Não obstante, muitos alegam, não sem razão, que as empresas financiam novas pesquisas, ciclos de suas palestras etc. daqueles que têm posições favoráveis aos seus produtos. A pergunta é o que causa o quê? O que veio antes?
As universidades, para garantir que a pesquisa é científica e independente, e para se proteger de críticas, acusações e processos, exige que seus pesquisadores declarem o que recebem de patrocinadores privados. Há, claro, um limite mínimo e ninguém declara "doações" de R$ 10. Em Emory são US$ 10 mil, limite mais baixo do que parece, pois inclui o valor de passagens aéreas, hospedagem etc.

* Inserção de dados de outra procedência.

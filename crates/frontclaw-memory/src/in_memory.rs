//! In-process memory store.
//!
//! TTL is enforced on read: an expired entry behaves as absent and is evicted
//! the next time any call touches it. No background sweeper.

use crate::{KeyTtl, MemoryError, MemoryStore};
use async_trait::async_trait;
use std::collections::HashMap;
use std::time::Duration;
use tokio::sync::RwLock;
use tokio::time::Instant;

struct Entry {
    value: String,
    expires_at: Option<Instant>,
}

impl Entry {
    fn expired(&self, now: Instant) -> bool {
        self.expires_at.is_some_and(|at| at <= now)
    }
}

#[derive(Default)]
pub struct InMemoryStore {
    entries: RwLock<HashMap<String, Entry>>,
}

impl InMemoryStore {
    pub fn new() -> Self {
        Self::default()
    }
}

#[async_trait]
impl MemoryStore for InMemoryStore {
    async fn get(&self, key: &str) -> Result<Option<String>, MemoryError> {
        let now = Instant::now();
        {
            let entries = self.entries.read().await;
            match entries.get(key) {
                Some(entry) if !entry.expired(now) => return Ok(Some(entry.value.clone())),
                Some(_) => {}
                None => return Ok(None),
            }
        }
        // Lazy eviction of the expired entry.
        self.entries.write().await.remove(key);
        Ok(None)
    }

    async fn set(
        &self,
        key: &str,
        value: String,
        ttl_secs: Option<u64>,
    ) -> Result<(), MemoryError> {
        let expires_at = ttl_secs.map(|s| Instant::now() + Duration::from_secs(s));
        self.entries
            .write()
            .await
            .insert(key.to_string(), Entry { value, expires_at });
        Ok(())
    }

    async fn delete(&self, key: &str) -> Result<bool, MemoryError> {
        let now = Instant::now();
        let mut entries = self.entries.write().await;
        match entries.remove(key) {
            Some(entry) => Ok(!entry.expired(now)),
            None => Ok(false),
        }
    }

    async fn list(
        &self,
        prefix: Option<&str>,
        limit: Option<usize>,
    ) -> Result<Vec<String>, MemoryError> {
        let now = Instant::now();
        let entries = self.entries.read().await;
        let mut keys: Vec<String> = entries
            .iter()
            .filter(|(_, entry)| !entry.expired(now))
            .map(|(key, _)| key.clone())
            .filter(|key| prefix.map_or(true, |p| key.starts_with(p)))
            .collect();
        keys.sort();
        if let Some(limit) = limit {
            keys.truncate(limit);
        }
        Ok(keys)
    }

    async fn ttl(&self, key: &str) -> Result<KeyTtl, MemoryError> {
        let now = Instant::now();
        let entries = self.entries.read().await;
        match entries.get(key) {
            None => Ok(KeyTtl::Missing),
            Some(entry) if entry.expired(now) => Ok(KeyTtl::Missing),
            Some(Entry {
                expires_at: None, ..
            }) => Ok(KeyTtl::Persistent),
            Some(Entry {
                expires_at: Some(at),
                ..
            }) => Ok(KeyTtl::ExpiresIn((*at - now).as_secs())),
        }
    }
}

A falta de ética e o conflito de interesses se estendem às publicações. Juntamente com um colega, Nemeroff publicou um trabalho em que recomendava três produtos usados para tratar desordens psiquiátricas, sem informar à revista (e aos leitores) que eles tinham interesses financeiros nesses produtos. Não havia imparcialidade.

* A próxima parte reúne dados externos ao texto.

//! Plugin manifest model and validation.
//!
//! A manifest is the static declaration at a plugin's root (`frontclaw.json`):
//! identity, version, permissions, entry point, configuration defaults.
//! Immutable after load.

use crate::permissions::PermissionGrants;
use serde::{Deserialize, Serialize};
use serde_json::Value;
use std::collections::HashMap;
use std::fmt;
use thiserror::Error;

/// Manifest file name expected at each plugin root.
pub const MANIFEST_FILE: &str = "frontclaw.json";

/// Priority assigned when the manifest omits one. Lower runs first.
pub const DEFAULT_PRIORITY: u32 = 100;

/// Upper bound on declared priority.
pub const MAX_PRIORITY: u32 = 1000;

/// Validation failure covering every bad field in one message.
#[derive(Debug, Error)]
#[error("invalid manifest: {}", issues.join("; "))]
pub struct ManifestError {
    /// One `field: problem` entry per offending field.
    pub issues: Vec<String>,
}

/// Strict `MAJOR.MINOR.PATCH` version.
#[derive(Debug, Clone, Copy, PartialEq, Eq, PartialOrd, Ord)]
pub struct PluginVersion {
    pub major: u32,
    pub minor: u32,
    pub patch: u32,
}

impl PluginVersion {
    pub fn parse(s: &str) -> Option<Self> {
        let mut parts = s.split('.');
        let major = parts.next()?.parse().ok()?;
        let minor = parts.next()?.parse().ok()?;
        let patch = parts.next()?.parse().ok()?;
        if parts.next().is_some() {
            return None;
        }
        Some(Self {
            major,
            minor,
            patch,
        })
    }
}

impl fmt::Display for PluginVersion {
    fn fmt(&self, f: &mut fmt::Formatter<'_>) -> fmt::Result {
        write!(f, "{}.{}.{}", self.major, self.minor, self.patch)
    }
}

impl Serialize for PluginVersion {
    fn serialize<S: serde::Serializer>(&self, serializer: S) -> Result<S::Ok, S::Error> {
        serializer.serialize_str(&self.to_string())
    }
}

impl<'de> Deserialize<'de> for PluginVersion {
    fn deserialize<D: serde::Deserializer<'de>>(deserializer: D) -> Result<Self, D::Error> {
        let s = String::deserialize(deserializer)?;
        PluginVersion::parse(&s)
            .ok_or_else(|| serde::de::Error::custom(format!("invalid version: {s}")))
    }
}

#[derive(Debug, Clone, PartialEq, Serialize, Deserialize)]
pub struct PluginAuthor {
    pub name: String,
    #[serde(skip_serializing_if = "Option::is_none")]
    pub email: Option<String>,
    #[serde(skip_serializing_if = "Option::is_none")]
    pub url: Option<String>,
}

/// The static declaration of one plugin.
#[derive(Debug, Clone, Serialize, Deserialize)]
#[serde(rename_all = "camelCase")]
pub struct PluginManifest {
    /// Stable identifier: lowercase letters, digits, hyphens; starts with a
    /// letter. The sole namespace prefix for tools, skills, and memory keys.
    pub id: String,
    pub name: String,
    pub version: PluginVersion,
    /// Entry path, resolved against the plugin directory.
    pub main: String,
    pub permissions: PermissionGrants,
    #[serde(skip_serializing_if = "Option::is_none")]
    pub description: Option<String>,
    #[serde(skip_serializing_if = "Option::is_none")]
    pub author: Option<PluginAuthor>,
    #[serde(default = "default_priority")]
    pub priority: u32,
    /// JSON Schema applied to user configuration overrides.
    #[serde(skip_serializing_if = "Option::is_none")]
    pub config_schema: Option<Value>,
    #[serde(default)]
    pub default_config: HashMap<String, Value>,
    #[serde(skip_serializing_if = "Option::is_none")]
    pub min_frontclaw_version: Option<PluginVersion>,
    #[serde(default)]
    pub tags: Vec<String>,
    #[serde(default = "default_true")]
    pub enabled: bool,
}

fn default_priority() -> u32 {
    DEFAULT_PRIORITY
}

fn default_true() -> bool {
    true
}

/// A plugin after loading: manifest plus resolved paths and merged
/// configuration. Created at orchestrator start, never mutated afterwards.
#[derive(Debug, Clone)]
pub struct LoadedPlugin {
    pub manifest: PluginManifest,
    /// Absolute plugin directory.
    pub dir: std::path::PathBuf,
    /// Absolute entry path (`dir` + manifest `main`).
    pub entry: std::path::PathBuf,
    /// Manifest defaults with user overrides applied on top.
    pub config: HashMap<String, Value>,
}

impl LoadedPlugin {
    pub fn id(&self) -> &str {
        &self.manifest.id
    }
}

/// True iff `id` matches `^[a-z][a-z0-9-]*$`.
pub fn is_valid_plugin_id(id: &str) -> bool {
    let mut chars = id.chars();
    match chars.next() {
        Some(c) if c.is_ascii_lowercase() => {}
        _ => return false,
    }
    chars.all(|c| c.is_ascii_lowercase() || c.is_ascii_digit() || c == '-')
}

impl PluginManifest {
    /// Validate the fields that serde cannot: identifier shape, priority
    /// range, non-empty name and entry. Collects every problem into one
    /// error rather than stopping at the first.
    pub fn validate(&self) -> Result<(), ManifestError> {
        let mut issues = Vec::new();

        if !is_valid_plugin_id(&self.id) {
            issues.push(format!(
                "id: '{}' must match ^[a-z][a-z0-9-]*$",
                self.id
            ));
        }
        if self.name.trim().is_empty() {
            issues.push("name: must not be empty".to_string());
        }
        if self.main.trim().is_empty() {
            issues.push("main: must not be empty".to_string());
        }
        if self.priority > MAX_PRIORITY {
            issues.push(format!(
                "priority: {} exceeds maximum {MAX_PRIORITY}",
                self.priority
            ));
        }
        if let Some(schema) = &self.config_schema {
            if !schema.is_object() && !schema.is_boolean() {
                issues.push("configSchema: must be an object or boolean schema".to_string());
            }
        }

        if issues.is_empty() {
            Ok(())
        } else {
            Err(ManifestError { issues })
        }
    }

    /// Parse and validate a manifest from JSON text.
    pub fn from_json(text: &str) -> Result<Self, ManifestError> {
        let manifest: PluginManifest = serde_json::from_str(text).map_err(|e| ManifestError {
            issues: vec![e.to_string()],
        })?;
        manifest.validate()?;
        Ok(manifest)
    }
}

#[cfg(test)]
mod tests {
    use super::*;
    use serde_json::json;

    fn minimal_json() -> Value {
        json!({
            "id": "echo",
            "name": "Echo",
            "version": "1.0.0",
            "main": "index.js",
            "permissions": {}
        })
    }

    #[test]
    fn minimal_manifest_parses_with_defaults() {
        let manifest = PluginManifest::from_json(&minimal_json().to_string()).unwrap();
        assert_eq!(manifest.priority, DEFAULT_PRIORITY);
        assert!(manifest.enabled);
        assert!(manifest.tags.is_empty());
        assert!(manifest.default_config.is_empty());
    }

    #[test]
    fn version_is_strict_three_component() {
        assert!(PluginVersion::parse("1.2.3").is_some());
        assert!(PluginVersion::parse("1.2").is_none());
        assert!(PluginVersion::parse("1.2.3.4").is_none());
        assert!(PluginVersion::parse("1.2.x").is_none());
        assert!(PluginVersion::parse("v1.2.3").is_none());
    }

    #[test]
    fn version_ordering() {
        let a = PluginVersion::parse("1.2.3").unwrap();
        let b = PluginVersion::parse("1.10.0").unwrap();
        assert!(a < b);
    }

    #[test]
    fn id_regex_enforced() {
        assert!(is_valid_plugin_id("security-guardian"));
        assert!(is_valid_plugin_id("a1"));
        assert!(!is_valid_plugin_id("1abc"));
        assert!(!is_valid_plugin_id("Upper"));
        assert!(!is_valid_plugin_id("has_underscore"));
        assert!(!is_valid_plugin_id(""));
    }

    #[test]
    fn validation_collects_all_issues() {
        let mut value = minimal_json();
        value["id"] = json!("Bad_Id");
        value["name"] = json!("");
        value["priority"] = json!(5000);
        let manifest: PluginManifest = serde_json::from_value(value).unwrap();
        let err = manifest.validate().unwrap_err();
        assert_eq!(err.issues.len(), 3);
        assert!(err.to_string().contains("id:"));
        assert!(err.to_string().contains("name:"));
        assert!(err.to_string().contains("priority:"));
    }

    #[test]
    fn camel_case_optional_fields() {
        let mut value = minimal_json();
        value["defaultConfig"] = json!({"greeting": "hello"});
        value["minFrontclawVersion"] = json!("0.3.0");
        value["configSchema"] = json!({"type": "object"});
        let manifest: PluginManifest = serde_json::from_value(value).unwrap();
        assert_eq!(manifest.default_config["greeting"], json!("hello"));
        assert_eq!(
            manifest.min_frontclaw_version,
            Some(PluginVersion::parse("0.3.0").unwrap())
        );
        assert!(manifest.config_schema.is_some());
    }
}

Os problemas éticos na prática clínica podem ser piores, com graves conseqüências para os pacientes. Infelizmente, a cobiça afeta os médicos também. Um exemplo recente: na cidade de Los Gatos, nos Estados Unidos, Ali Moayed falsificava resultados de testes para convencer pacientes de que tinham câncer de próstata (nem todos tinham). Eles seguiam um tratamento caro na clínica e Moayed lucrava com isso. Descoberto, perdeu a licença para continuar clinicando. Foi condenado a três meses de prisão e a outros nove de prisão domiciliar porque ele negociou com as autoridades, aceitando a culpa dos crimes de abuso de idosos e de fraude do seguro. Moayed reduziu sua pena e o estado economizou tempo, recursos e dinheiro no que seria uma longa batalha judicial, com especialistas e pareceres técnicos dos dois lados. É um procedimento comum adotado pelas autoridades americanas, chamado de plea-bargaining. Paralelamente, entrou em acordo com os pacientes, pagando US$ 100 mil a cada um deles.
No Brasil, infelizmente, o médico poderia contratar bons advogados e o processo levaria muitos anos. Como o câncer de próstata afeta, sobretudo, idosos, a inépcia do sistema judicial teria conseqüências dramáticas: muitos dos pacientes/vítimas faleceriam antes dos julgamentos.
Há quem rejeite a necessidade de ensinar ética profissional em medicina, mas em todas as profissões os interesses do profissional podem se chocar com os de seus pacientes ou clientes. Sem internalizar normas de conduta, é difícil lidar bem com essas situações.
É preciso cuidado para não vender a própria alma — e o corpo dos pacientes também.